Nous avons combattu l’introduction de l’entreprise en bourse, que même le ministre Emmanuel Macron considère comme une mauvaise idée – preuve que les conversions tardives peuvent être utiles.

Mme la présidente Frédérique Massat. Ce sont d’autres que lui qui l’ont décidée.

M. Jacky Chorin. Certes, mais le projet de M. Emmanuel Macron n’est pas orienté vers la nationalisation de l’économie. Il a dit aussi que s’il fallait nationaliser, seul le nucléaire serait concerné. Nous disons non, car cela n’aboutirait qu’à recasser l’entreprise. L’entreprise que nous aimons et défendons opère dans le nucléaire, le thermique classique, l’hydraulique, les énergies renouvelables, domaines dans lesquels EDF est en pointe avec des projets d’hydroliennes et des dispositifs de stockage novateurs à La Réunion. Ne tombons pas dans les pièges grossiers !

Enfin, s’agissant du projet Hinkley Point, alors que tous les gens de l’entreprise sont pour sur le fond, on n’a jamais connu autant de problèmes : démission du directeur financier, alerte du comité central d’entreprise, lettres anonymes envoyées aux administrateurs pour les alerter, contestation des petits porteurs et actionnaires salariés auprès de l’Autorité des marchés financiers pour signaler que l’État confond l’intérêt de la filière nucléaire et celui d’EDF société anonyme cotée en bourse. L’immense majorité des cadres dirigeants sont contre une décision précipitée. En définitive, seuls M. Emmanuel Macron, le président d’EDF et quelques autres sont pour. Notre désaccord ne porte pas sur le fond mais sur le moment où le projet doit être lancé. Le rôle du Parlement n’est certes pas de s’immiscer dans la vie des entreprises, mais si, demain, ce projet de 24 milliards d’euros, dont 16 à la seule charge d’EDF, ne marche pas, comme nous le craignons, la Représentation nationale sera saisie du problème.

Mme Marie-Claire Cailletaud (CGT). Le Venezuela organise actuellement des coupures de courant : j’espère qu’on n’en arrivera pas là.

La fragilisation du secteur énergétique européen, causée par la déréglementation et la libéralisation, a provoqué une prise de conscience, à tel point qu’un grand nombre de gouvernements, dont le nôtre, cherchent à présent des mécanismes pour re-réguler. Le moment n’est-il pas venu d’admettre collectivement, si l’on veut construire une véritable Union européenne, que le marché ne peut pas donner les bons signaux à long terme parce que le secteur énergétique a besoin d’investissements importants sur le très long terme ?
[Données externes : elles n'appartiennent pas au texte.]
// Copyright 2026 The Synapze Authors
//
// Licensed under the Apache License, Version 2.0 (the "License");
// you may not use this file except in compliance with the License.
// You may obtain a copy of the License at
//
//     http://www.apache.org/licenses/LICENSE-2.0
//
// Unless required by applicable law or agreed to in writing, software
// distributed under the License is distributed on an "AS IS" BASIS,
// WITHOUT WARRANTIES OR CONDITIONS OF ANY KIND, either express or implied.
// See the License for the specific language governing permissions and
// limitations under the License.

use std::collections::HashSet;
use std::env::current_dir;
use std::path::PathBuf;
use std::time::Instant;

use crate::config::Config;
use crate::db::Database;
use crate::deck::Deck;
use crate::error::ErrorReport;
use crate::error::Fallible;
use crate::error::fail;
use crate::parser::parse_deck;
use crate::srs::scheduler::Scheduler;
use crate::types::card::Card;
use crate::types::card_id::CardId;
use crate::types::timestamp::Timestamp;

pub const DATABASE_FILE_NAME: &str = "synapze.db";

/// A collection directory, loaded: its configuration, its database, and
/// its decks with their current review state.
pub struct Collection {
    pub config: Config,
    pub db: Database,
    pub decks: Vec<Deck>,
}

impl Collection {
    pub fn new(directory: Option<String>) -> Fallible<Self> {
        let directory: PathBuf = match directory {
            Some(dir) => PathBuf::from(dir),
            None => current_dir()?,
        };
        let directory = if directory.exists() {
            directory.canonicalize()?
        } else {
            return fail("directory does not exist.");
        };

        let config = Config::load(&directory)?;

        let db_path: PathBuf = directory.join(DATABASE_FILE_NAME);
        let db_path: &str = db_path
            .to_str()
            .ok_or_else(|| ErrorReport::new("invalid path"))?;
        let db: Database = Database::new(db_path)?;

        let cards = {
            log::debug!("Loading decks...");
            let start = Instant::now();
            let cards = parse_deck(&directory)?;
            let duration = start.elapsed().as_millis();
            log::debug!("Loaded {} cards in {duration}ms.", cards.len());
            cards
        };

        // Cards in the deck files but not in the database are new.
        let known: HashSet<CardId> = db.card_ids()?;
        let added_at = Timestamp::now();
        for card in cards.iter().filter(|card| !known.contains(&card.id())) {
            db.insert_card(card, added_at)?;
        }

        // Text comes from the files, review state from the database.
        let mut stored = db.all_cards()?;
        let mut decks: Vec<(String, Vec<Card>)> = Vec::new();
        for card in cards {
            let card = match stored.remove(&card.id()) {
                Some(saved) => card.with_state(*saved.state()).with_flag(saved.flag()),
                None => return fail(format!("card {} missing from database.", card.id())),
            };
            match decks.iter_mut().find(|(name, _)| name == card.deck_name()) {
                Some((_, deck)) => deck.push(card),
                None => decks.push((card.deck_name().to_string(), vec![card])),
            }
        }
        let decks = decks
            .into_iter()
            .map(|(name, cards)| Deck::new(name, cards))
            .collect();

        log::debug!("Opened collection at {}.", directory.display());
        Ok(Self {
            config,
            db,
            decks,
        })
    }

    pub fn scheduler(&self) -> Scheduler {
        Scheduler::new(self.config.scheduler.clone())
    }

    /// Every card in every deck.
    pub fn cards(&self) -> Vec<Card> {
        self.decks
            .iter()
            .flat_map(|deck| deck.cards().iter().cloned())
            .collect()
    }

    /// Find a card by its ID or any unambiguous prefix of it.
    pub fn find_card(&self, prefix: &str) -> Fallible<Card> {
        let prefix = prefix.trim().to_lowercase();
        if prefix.is_empty() {
            return fail("empty card ID.");
        }
        let mut matches = self
            .decks
            .iter()
            .flat_map(|deck| deck.cards())
            .filter(|card| card.id().to_hex().starts_with(&prefix));
        match (matches.next(), matches.next()) {
            (Some(card), None) => Ok(card.clone()),
            (None, _) => fail(format!("no card matches '{prefix}'.")),
            (Some(_), Some(_)) => fail(format!("'{prefix}' matches more than one card.")),
        }
    }

    /// IDs of cards in the database that no longer appear in any deck file,
    /// sorted.
    pub fn orphans(&self) -> Fallible<Vec<CardId>> {
        let in_decks: HashSet<CardId> = self
            .decks
            .iter()
            .flat_map(|deck| deck.cards())
            .map(|card| card.id())
            .collect();
        let mut orphans: Vec<CardId> = self
            .db
            .card_ids()?
            .difference(&in_decks)
            .copied()
            .collect();
        orphans.sort();
        Ok(orphans)
    }
}

#[cfg(test)]
mod tests {
    use std::fs::write;

    use super::*;
    use crate::helper::create_tmp_copy_of_test_directory;
    use crate::types::date::Date;
    use crate::types::status::Status;

    #[test]
    fn test_non_existent_directory() {
        let result = Collection::new(Some("./derpherp".to_string()));
        assert_eq!(
            result.err().map(|e| e.to_string()),
            Some("error: directory does not exist.".to_string())
        );
    }

    #[test]
    fn test_load() -> Fallible<()> {
        let directory = create_tmp_copy_of_test_directory()?;
        let coll = Collection::new(Some(directory))?;
        let names: Vec<&str> = coll.decks.iter().map(|d| d.name()).collect();
        assert_eq!(names, vec!["Chemistry", "Geography"]);
        assert_eq!(coll.cards().len(), 6);
        assert!(coll.cards().iter().all(|c| c.status() == Status::New));
        assert!(coll.orphans()?.is_empty());
        Ok(())
    }

    #[test]
    fn test_state_survives_reload() -> Fallible<()> {
        let directory = create_tmp_copy_of_test_directory()?;
        let today = Date::parse("2026-02-21")?;
        let id = {
            let coll = Collection::new(Some(directory.clone()))?;
            let card = coll.find_card(&coll.cards()[0].id().to_hex())?;
            let reviewed = coll.scheduler().review_quality(&card, 4, today)?;
            coll.db.update_card(&reviewed)?;
            card.id()
        };
        let coll = Collection::new(Some(directory))?;
        let card = coll.find_card(&id.to_hex())?;
        assert_eq!(card.status(), Status::Learning);
        assert_eq!(card.reps(), 1);
        Ok(())
    }

    #[test]
    fn test_orphans() -> Fallible<()> {
        let directory = create_tmp_copy_of_test_directory()?;
        drop(Collection::new(Some(directory.clone()))?);
        write(
            PathBuf::from(&directory).join("Chemistry.md"),
            "Chemical symbol of gold? / Au\n",
        )?;
        let coll = Collection::new(Some(directory))?;
        assert_eq!(coll.orphans()?.len(), 1);
        assert_eq!(
            coll.orphans()?[0],
            CardId::for_card("Chemistry", "Atomic number of carbon?", "6")
        );
        Ok(())
    }

    #[test]
    fn test_same_card_in_two_decks() -> Fallible<()> {
        let directory = create_tmp_copy_of_test_directory()?;
        write(
            PathBuf::from(&directory).join("Alchemy.md"),
            "Chemical symbol of gold? / Au\n",
        )?;
        let coll = Collection::new(Some(directory.clone()))?;
        let names: Vec<&str> = coll.decks.iter().map(|d| d.name()).collect();
        assert_eq!(names, vec!["Alchemy", "Chemistry", "Geography"]);
        assert_eq!(coll.cards().len(), 7);
        assert_eq!(coll.db.card_ids()?.len(), 7);

        // Reviewing one copy leaves the other alone.
        let today = Date::parse("2026-02-21")?;
        let alchemy = coll.decks[0].cards()[0].clone();
        let reviewed = coll.scheduler().review_quality(&alchemy, 5, today)?;
        coll.db.update_card(&reviewed)?;
        let coll = Collection::new(Some(directory))?;
        assert_eq!(coll.decks[0].cards()[0].status(), Status::Learning);
        assert_eq!(coll.decks[1].cards()[0].status(), Status::New);
        Ok(())
    }

    #[test]
    fn test_find_card() -> Fallible<()> {
        let directory = create_tmp_copy_of_test_directory()?;
        let coll = Collection::new(Some(directory))?;
        let card = coll.cards()[0].clone();
        let found = coll.find_card(&card.id().short().to_uppercase())?;
        assert_eq!(found.id(), card.id());
        assert!(coll.find_card("").is_err());
        assert!(coll.find_card("zzzz").is_err());
        Ok(())
    }
}
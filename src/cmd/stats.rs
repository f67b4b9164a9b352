// Copyright 2026 The Synapze Authors
//
// Licensed under the Apache License, Version 2.0 (the "License");
// you may not use this file except in compliance with the License.
// You may obtain a copy of the License at
//
//     http://www.apache.org/licenses/LICENSE-2.0
//
// Unless required by applicable law or agreed to in writing, software
// distributed under the License is distributed on an "AS IS" BASIS,
// WITHOUT WARRANTIES OR CONDITIONS OF ANY KIND, either express or implied.
// See the License for the specific language governing permissions and
// limitations under the License.

use std::fmt::Display;
use std::fmt::Formatter;

use clap::ValueEnum;
use serde::Serialize;

use crate::cmd::resolve_today;
use crate::collection::Collection;
use crate::deck::DeckStats;
use crate::error::Fallible;
use crate::types::date::Date;

#[derive(ValueEnum, Clone)]
pub enum StatsFormat {
    /// Human-readable table.
    Text,
    /// JSON output.
    Json,
}

impl Display for StatsFormat {
    fn fmt(&self, f: &mut Formatter<'_>) -> std::fmt::Result {
        match self {
            StatsFormat::Text => write!(f, "text"),
            StatsFormat::Json => write!(f, "json"),
        }
    }
}

#[derive(Serialize)]
#[serde(rename_all = "camelCase")]
pub struct Stats {
    today: Date,
    reviewed_today: usize,
    decks: Vec<DeckStats>,
    total: DeckStats,
}

pub fn print_stats(
    directory: Option<String>,
    today: Option<String>,
    format: StatsFormat,
) -> Fallible<()> {
    let coll = Collection::new(directory)?;
    let today = resolve_today(today)?;
    let stats = Stats {
        today,
        reviewed_today: coll.db.review_count_on(today)?,
        decks: coll.decks.iter().map(|deck| deck.stats(today)).collect(),
        total: DeckStats::compute("Total", &coll.cards(), today),
    };
    match format {
        StatsFormat::Text => print!("{}", render_text(&stats)),
        StatsFormat::Json => println!("{}", serde_json::to_string_pretty(&stats)?),
    }
    Ok(())
}

fn render_text(stats: &Stats) -> String {
    let mut out = String::new();
    out.push_str(&format!(
        "{:<20} {:>6} {:>6} {:>8} {:>6} {:>8} {:>9} {:>5} {:>8}\n",
        "Deck", "Cards", "New", "Learning", "Review", "Mastered", "Suspended", "Due", "Mastery"
    ));
    for row in stats.decks.iter().chain(std::iter::once(&stats.total)) {
        out.push_str(&format!(
            "{:<20} {:>6} {:>6} {:>8} {:>6} {:>8} {:>9} {:>5} {:>7.1}%\n",
            row.name,
            row.total,
            row.new,
            row.learning,
            row.review,
            row.mastered,
            row.suspended,
            row.due,
            row.mastery_percentage
        ));
    }
    out.push_str(&format!("Reviewed today: {}\n", stats.reviewed_today));
    out
}

#[cfg(test)]
mod tests {
    use super::*;
    use crate::helper::create_tmp_copy_of_test_directory;

    fn stats() -> Fallible<Stats> {
        let directory = create_tmp_copy_of_test_directory()?;
        let coll = Collection::new(Some(directory))?;
        let today = Date::parse("2026-02-21")?;
        Ok(Stats {
            today,
            reviewed_today: coll.db.review_count_on(today)?,
            decks: coll.decks.iter().map(|deck| deck.stats(today)).collect(),
            total: DeckStats::compute("Total", &coll.cards(), today),
        })
    }

    #[test]
    fn test_json() -> Fallible<()> {
        let json = serde_json::to_value(stats()?)?;
        assert_eq!(json["today"], "2026-02-21");
        assert_eq!(json["reviewedToday"], 0);
        assert_eq!(json["total"]["total"], 6);
        assert_eq!(json["total"]["new"], 6);
        assert_eq!(json["decks"][0]["name"], "Chemistry");
        assert_eq!(json["decks"][1]["masteryPercentage"], 0.0);
        Ok(())
    }

    #[test]
    fn test_text() -> Fallible<()> {
        let text = render_text(&stats()?);
        let lines: Vec<&str> = text.lines().collect();
        assert_eq!(lines.len(), 5);
        assert!(lines[0].starts_with("Deck"));
        assert!(lines[1].starts_with("Chemistry"));
        assert!(lines[3].starts_with("Total"));
        assert!(lines[3].ends_with("0.0%"));
        assert_eq!(lines[4], "Reviewed today: 0");
        Ok(())
    }

    #[test]
    fn test_print_stats() -> Fallible<()> {
        let directory = create_tmp_copy_of_test_directory()?;
        print_stats(
            Some(directory),
            Some("2026-02-21".to_string()),
            StatsFormat::Json,
        )
    }
}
EDF, du fait de son statut et de son histoire, a été particulièrement ciblée par la Commission européenne. Dix lois ont tenté de casser ce qui avait été construit par la loi de 1946. Le mal est fait : GDF a disparu, le président de la CRE demande le changement de nom d’ERDF dont les usagers paieront la facture de 300 millions d’euros. On marche sur la tête, mais pour quel bénéfice ? Un modèle, certes imparfait – d’où nos propositions –, mais qui avait fait ses preuves, est à présent totalement désoptimisé.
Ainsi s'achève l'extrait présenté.